YOUR TASK:
Repeat the whole listing, keeping each line as it is.

RAW DATA:
// Purpose: Derive GOPATH-relative source and module-cache download locations.
// Inputs/Outputs: Maps (root, package name, version) to the directories the tool reads and writes.
// Invariants: Layout is `<root>/src/<pkg>` and `<root>/pkg/mod/cache/download/<pkg>/@v[/vN]`.
// Gotchas: Package names are used verbatim (no case escaping); validate them before joining.

use anyhow::Context;
use directories::BaseDirs;
use std::path::{Path, PathBuf};

use crate::pkg::version::PseudoVersion;

/// Resolves the workspace root from a GOPATH value, falling back to `$HOME/go`.
/// A path list resolves to its first non-empty entry.
pub fn gopath_root(gopath: Option<&Path>) -> anyhow::Result<PathBuf> {
    if let Some(list) = gopath
        && let Some(first) = std::env::split_paths(list).find(|p| !p.as_os_str().is_empty())
    {
        return Ok(first);
    }
    let dirs = BaseDirs::new().context("GOPATH is not set and no home directory was found")?;
    Ok(dirs.home_dir().join("go"))
}

pub fn source_dir(root: &Path, package_name: &str) -> PathBuf {
    root.join("src").join(package_name)
}

pub fn download_dir(root: &Path, package_name: &str, version: &PseudoVersion) -> PathBuf {
    let mut dir = root
        .join("pkg")
        .join("mod")
        .join("cache")
        .join("download")
        .join(package_name)
        .join("@v");
    if let Some(suffix) = version.path_suffix() {
        dir.push(suffix);
    }
    dir
}

#[cfg(test)]
mod tests {
    use super::{download_dir, gopath_root, source_dir};
    use crate::pkg::version::PseudoVersion;
    use std::path::{Path, PathBuf};

    fn v(s: &str) -> PseudoVersion {
        PseudoVersion::parse(s).expect("version")
    }

    #[test]
    fn download_dir_appends_major_segment_after_at_v() {
        let root = Path::new("/gopath");
        let at_v = root.join("pkg/mod/cache/download/example.com/foo/@v");
        assert_eq!(download_dir(root, "example.com/foo", &v("v1.0.0")), at_v);
        assert_eq!(
            download_dir(root, "example.com/foo", &v("v0.0.0-20200101000000-abcdefabcdef")),
            at_v
        );
        assert_eq!(download_dir(root, "example.com/foo", &v("v2.3.1")), at_v.join("v2"));
        assert_eq!(download_dir(root, "example.com/foo", &v("3.0.0")), at_v.join("v3"));
    }

    #[test]
    fn download_dir_keeps_segment_when_package_has_major_suffix() {
        let root = Path::new("/gopath");
        let dir = download_dir(root, "example.com/foo/v2", &v("v2.0.0"));
        assert_eq!(dir, root.join("pkg/mod/cache/download/example.com/foo/v2/@v/v2"));
    }

    #[test]
    fn source_dir_is_under_src() {
        assert_eq!(
            source_dir(Path::new("/gopath"), "example.com/foo"),
            PathBuf::from("/gopath/src/example.com/foo")
        );
    }

    #[cfg(unix)]
    #[test]
    fn explicit_root_list_uses_first_entry() {
        let root = gopath_root(Some(Path::new("/first:/second"))).expect("root");
        assert_eq!(root, PathBuf::from("/first"));
        let skip_empty = gopath_root(Some(Path::new(":/second"))).expect("root");
        assert_eq!(skip_empty, PathBuf::from("/second"));
    }

    #[test]
    fn empty_root_falls_back_to_home_go() {
        let empty = gopath_root(Some(Path::new(""))).expect("root");
        assert!(empty.ends_with("go"), "{}", empty.display());
        assert_eq!(gopath_root(None).expect("root"), empty);
    }
}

YOUR RESPONSE:
// Purpose: Derive GOPATH-relative source and module-cache download locations.
// Inputs/Outputs: Maps (root, package name, version) to the directories the tool reads and writes.
// Invariants: Layout is `<root>/src/<pkg>` and `<root>/pkg/mod/cache/download/<pkg>/@v[/vN]`.
// Gotchas: Package names are used verbatim (no case escaping); validate them before joining.

use anyhow::Context;
use directories::BaseDirs;
use std::path::{Path, PathBuf};

use crate::pkg::version::PseudoVersion;

/// Resolves the workspace root from a GOPATH value, falling back to `$HOME/go`.
/// A path list resolves to its first non-empty entry.
pub fn gopath_root(gopath: Option<&Path>) -> anyhow::Result<PathBuf> {
    if let Some(list) = gopath
        && let Some(first) = std::env::split_paths(list).find(|p| !p.as_os_str().is_empty())
    {
        return Ok(first);
    }
    let dirs = BaseDirs::new().context("GOPATH is not set and no home directory was found")?;
    Ok(dirs.home_dir().join("go"))
}

pub fn source_dir(root: &Path, package_name: &str) -> PathBuf {
    root.join("src").join(package_name)
}

pub fn download_dir(root: &Path, package_name: &str, version: &PseudoVersion) -> PathBuf {
    let mut dir = root
        .join("pkg")
        .join("mod")
        .join("cache")
        .join("download")
        .join(package_name)
        .join("@v");
    if let Some(suffix) = version.path_suffix() {
        dir.push(suffix);
    }
    dir
}

#[cfg(test)]
mod tests {
    use super::{download_dir, gopath_root, source_dir};
    use crate::pkg::version::PseudoVersion;
    use std::path::{Path, PathBuf};

    fn v(s: &str) -> PseudoVersion {
        PseudoVersion::parse(s).expect("version")
    }

    #[test]
    fn download_dir_appends_major_segment_after_at_v() {
        let root = Path::new("/gopath");
        let at_v = root.join("pkg/mod/cache/download/example.com/foo/@v");
        assert_eq!(download_dir(root, "example.com/foo", &v("v1.0.0")), at_v);
        assert_eq!(
            download_dir(root, "example.com/foo", &v("v0.0.0-20200101000000-abcdefabcdef")),
            at_v
        );
        assert_eq!(download_dir(root, "example.com/foo", &v("v2.3.1")), at_v.join("v2"));
        assert_eq!(download_dir(root, "example.com/foo", &v("3.0.0")), at_v.join("v3"));
    }

    #[test]
    fn download_dir_keeps_segment_when_package_has_major_suffix() {
        let root = Path::new("/gopath");
        let dir = download_dir(root, "example.com/foo/v2", &v("v2.0.0"));
        assert_eq!(dir, root.join("pkg/mod/cache/download/example.com/foo/v2/@v/v2"));
    }

    #[test]
    fn source_dir_is_under_src() {
        assert_eq!(
            source_dir(Path::new("/gopath"), "example.com/foo"),
            PathBuf::from("/gopath/src/example.com/foo")
        );
    }

    #[cfg(unix)]
    #[test]
    fn explicit_root_list_uses_first_entry() {
        let root = gopath_root(Some(Path::new("/first:/second"))).expect("root");
        assert_eq!(root, PathBuf::from("/first"));
        let skip_empty = gopath_root(Some(Path::new(":/second"))).expect("root");
        assert_eq!(skip_empty, PathBuf::from("/second"));
    }

    #[test]
    fn empty_root_falls_back_to_home_go() {
        let empty = gopath_root(Some(Path::new(""))).expect("root");
        assert!(empty.ends_with("go"), "{}", empty.display());
        assert_eq!(gopath_root(None).expect("root"), empty);
    }
}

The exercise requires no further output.